Science: Electron Fattener
With a flashing of 84 rectifier tubes and a chugging of six great electromagnets, the world's biggest (300 million volt) betatron started operating last week at the University of Illinois. Betatrons look something like cyclotrons, but instead of spinning protons or heavier particles, they spin lightweight electrons.
In the Illinois betatron, the electrons circle a nine-foot, doughnut-shaped tube 140,000 times in four one-thousandths of a second, reach a speed only one-millionth part less than the speed of light. In accordance with Einstein's laws of relativity, the speed increases their mass 600 times. (The last few m.p.h. come hardest. Theoretically, if they reached the speed of light, their mass would be infinitewhich is impossible.)

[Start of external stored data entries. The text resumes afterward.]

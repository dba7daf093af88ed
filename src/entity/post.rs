use sea_orm::entity::prelude::*;
use serde::{Deserialize, Serialize};

#[derive(Clone, Debug, PartialEq, Eq, DeriveEntityModel, Serialize, Deserialize)]
#[sea_orm(table_name = "post")]
pub struct Model {
    #[sea_orm(primary_key)]
    pub id: i32,
    pub title: String,
    #[sea_orm(column_type = "Text")]
    pub content: String,
    #[sea_orm(indexed)]
    pub user_id: i32,
    pub created_at: DateTimeUtc,
}

#[derive(Copy, Clone, Debug, EnumIter, DeriveRelation)]
pub enum Relation {
    #[sea_orm(
        belongs_to = "super::user::Entity",
        from = "Column::UserId",
        to = "super::user::Column::Id",
        on_update = "Cascade",
        on_delete = "Cascade"
    )]
    User,
    #[sea_orm(has_many = "super::comment::Entity")]
    Comment,
    #[sea_orm(has_many = "super::post_tag::Entity")]
    PostTag,
}

impl Related<super::user::Entity> for Entity {
    fn to() -> RelationDef {
        Relation::User.def()
    }
}

impl Related<super::comment::Entity> for Entity {
    fn to() -> RelationDef {
        Relation::Comment.def()
    }
}

impl Related<super::post_tag::Entity> for Entity {
    fn to() -> RelationDef {
        Relation::PostTag.def()
    }
}

impl Related<super::tag::Entity> for Entity {
    fn to() -> RelationDef {
        super::post_tag::Relation::Tag.def()
    }

    fn via() -> Option<RelationDef> {
        Some(super::post_tag::Relation::Post.def().rev())
    }
}

#[async_trait::async_trait]
impl ActiveModelBehavior for ActiveModel {
    async fn before_save<C>(mut self, _db: &C, insert: bool) -> Result<Self, DbErr>
    where
        C: ConnectionTrait,
    {
        if insert {
            super::stamp_created_at(&mut self.created_at);
        }
        Ok(self)
    }
}
pub use super::comment::Entity as Comment;
pub use super::post::Entity as Post;
pub use super::post_tag::Entity as PostTag;
pub use super::tag::Entity as Tag;
pub use super::user::Entity as User;
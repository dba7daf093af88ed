//! Level 6: anti joins and many-to-many grouping.

use super::count;
use crate::{
    entity::{comment, post, post_tag, prelude::*, tag, user},
    metrics::TagUsage,
    BlogErr,
};
use itertools::Itertools;
use sea_orm::{
    sea_query::{Alias, Expr},
    ColumnTrait, ConnectionTrait, EntityTrait, FromQueryResult, JoinType, QueryFilter, QueryOrder,
    QuerySelect, RelationTrait,
};
use serde::Serialize;

#[derive(Clone, Debug, PartialEq, Eq, FromQueryResult, Serialize)]
pub struct UserCommentsReceived {
    pub id: i32,
    pub name: String,
    pub total_comments: i64,
}

#[derive(Debug, FromQueryResult)]
struct TagUsageRow {
    tag_id: i32,
    name: String,
    post_count: i64,
}

/// Challenge 6.1, tagged posts nobody has commented on
pub async fn posts_with_tags_without_comments<C>(db: &C) -> Result<Vec<post::Model>, BlogErr>
where
    C: ConnectionTrait,
{
    Ok(Post::find()
        .inner_join(Tag)
        .left_join(Comment)
        .filter(comment::Column::Id.is_null())
        .distinct()
        .order_by_asc(post::Column::Id)
        .all(db)
        .await?)
}

/// Challenge 6.2, total comments on each author's posts, highest first.
/// Authors whose posts have no comments are absent.
pub async fn users_by_comments_received<C>(db: &C) -> Result<Vec<UserCommentsReceived>, BlogErr>
where
    C: ConnectionTrait,
{
    Ok(User::find()
        .select_only()
        .column(user::Column::Id)
        .column(user::Column::Name)
        .column_as(comment::Column::Id.count(), "total_comments")
        .inner_join(Post)
        .join(JoinType::InnerJoin, post::Relation::Comment.def())
        .group_by(user::Column::Id)
        .order_by_desc(Expr::col(Alias::new("total_comments")))
        .order_by_asc(user::Column::Id)
        .into_model::<UserCommentsReceived>()
        .all(db)
        .await?)
}

/// Challenge 6.3, tags attached to more than one post
pub async fn shared_tags<C>(db: &C) -> Result<Vec<TagUsage>, BlogErr>
where
    C: ConnectionTrait,
{
    let select = select_tag_usage()
        .having(Expr::expr(post_tag::Column::PostId.count()).gt(1));
    fetch_tag_usage(select, db).await
}

/// Every tag with the number of posts carrying it, unused tags included
pub async fn tag_usage<C>(db: &C) -> Result<Vec<TagUsage>, BlogErr>
where
    C: ConnectionTrait,
{
    fetch_tag_usage(select_tag_usage(), db).await
}

fn select_tag_usage() -> sea_orm::Select<Tag> {
    Tag::find()
        .select_only()
        .column_as(tag::Column::Id, "tag_id")
        .column(tag::Column::Name)
        .column_as(post_tag::Column::PostId.count(), "post_count")
        .left_join(PostTag)
        .group_by(tag::Column::Id)
        .order_by_asc(tag::Column::Id)
}

async fn fetch_tag_usage<C>(select: sea_orm::Select<Tag>, db: &C) -> Result<Vec<TagUsage>, BlogErr>
where
    C: ConnectionTrait,
{
    Ok(select
        .into_model::<TagUsageRow>()
        .all(db)
        .await?
        .into_iter()
        .map(|row| TagUsage {
            tag_id: row.tag_id,
            name: row.name,
            post_count: count(row.post_count),
        })
        .collect())
}

/// Challenge 6.4, posts carrying every tag in `names`.
///
/// Every post qualifies when `names` is empty; repeated names count once.
pub async fn posts_tagged_with_all<C>(db: &C, names: &[&str]) -> Result<Vec<post::Model>, BlogErr>
where
    C: ConnectionTrait,
{
    let names: Vec<&str> = names.iter().copied().unique().collect();
    let mut select = Post::find();
    if !names.is_empty() {
        let wanted = names.len() as i64;
        select = select
            .inner_join(Tag)
            .filter(tag::Column::Name.is_in(names))
            .group_by(post::Column::Id)
            .having(
                Expr::expr(Expr::col((tag::Entity, tag::Column::Id)).count_distinct()).eq(wanted),
            );
    }
    Ok(select.order_by_asc(post::Column::Id).all(db).await?)
}
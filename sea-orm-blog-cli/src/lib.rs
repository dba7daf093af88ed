pub mod cli;
pub mod commands;

pub use cli::*;
pub use commands::*;
//! Level 3: associations and joins.
//!
//! The eager loading challenges resolve the related rows in the same
//! statement (`find_also_related`), so iterating the result never goes back to
//! the database.

use crate::{
    entity::{comment, post, prelude::*, user},
    BlogErr,
};
use sea_orm::{ConnectionTrait, EntityTrait, QueryOrder, QuerySelect};
use serde::Serialize;

#[derive(Clone, Debug, PartialEq, Eq, Serialize)]
pub struct PostWithAuthor {
    pub post: post::Model,
    pub author: user::Model,
}

#[derive(Clone, Debug, PartialEq, Eq, Serialize)]
pub struct CommentWithContext {
    pub comment: comment::Model,
    pub post: post::Model,
    pub author: user::Model,
}

/// Challenge 3.1, one query for posts and authors
pub async fn posts_with_authors<C>(db: &C) -> Result<Vec<PostWithAuthor>, BlogErr>
where
    C: ConnectionTrait,
{
    Post::find()
        .find_also_related(User)
        .order_by_asc(post::Column::Id)
        .all(db)
        .await?
        .into_iter()
        .map(|(post, author)| match author {
            Some(author) => Ok(PostWithAuthor { post, author }),
            None => Err(BlogErr::MissingReference {
                entity: "user",
                id: post.user_id,
            }),
        })
        .collect()
}

/// Challenge 3.2
pub async fn posts_with_comments<C>(db: &C) -> Result<Vec<post::Model>, BlogErr>
where
    C: ConnectionTrait,
{
    Ok(Post::find()
        .inner_join(Comment)
        .distinct()
        .order_by_asc(post::Column::Id)
        .all(db)
        .await?)
}

/// Challenge 3.3
pub async fn users_with_posts<C>(db: &C) -> Result<Vec<user::Model>, BlogErr>
where
    C: ConnectionTrait,
{
    Ok(User::find()
        .inner_join(Post)
        .distinct()
        .order_by_asc(user::Column::Id)
        .all(db)
        .await?)
}

/// Challenge 3.4, one query for comments with their post and author
pub async fn comments_with_context<C>(db: &C) -> Result<Vec<CommentWithContext>, BlogErr>
where
    C: ConnectionTrait,
{
    Comment::find()
        .find_also_related(Post)
        .find_also_related(User)
        .order_by_asc(comment::Column::Id)
        .all(db)
        .await?
        .into_iter()
        .map(|(comment, post, author)| {
            let post = post.ok_or(BlogErr::MissingReference {
                entity: "post",
                id: comment.post_id,
            })?;
            let author = author.ok_or(BlogErr::MissingReference {
                entity: "user",
                id: comment.user_id,
            })?;
            Ok(CommentWithContext {
                comment,
                post,
                author,
            })
        })
        .collect()
}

When the fattened-up electrons are making their last turn around the tube, they are deflected by special magnets and made to strike a tungsten target, knocking out of it a slender beam of enormously powerful X rays. In effect, a betatron is an outsized X-ray tube; the X. rays are its desirable product.
The rays of the Illinois betatron are too powerful to use in treating cancer or for photographing, say, the innards of battleships. Instead of merely passing through matter, they stir up showers of high-speed electrons which fog a photographic plate. The principal purpose of the Illinois betatron will be to produce copious supplies of mesons, the particles which are thought to be connected with the "binding force" that holds atomic nuclei together. Powerful X rays knock mesons out of the nuclei. Said Professor Donald William Kerst, developer of the betatron and builder of the Illinois machine: "We are in business, making mesons."
Kerst is also the betatron's christener. At first he thought of calling it the "Ausserordentlichhochges chwindigkeit-electronenentwickelndesschwerab eitsbei-gollitron," German for "extraordinarily high-speed electron generator, hard work by golly-tron." He settled for "Betatron," from beta particle (high-speed electron).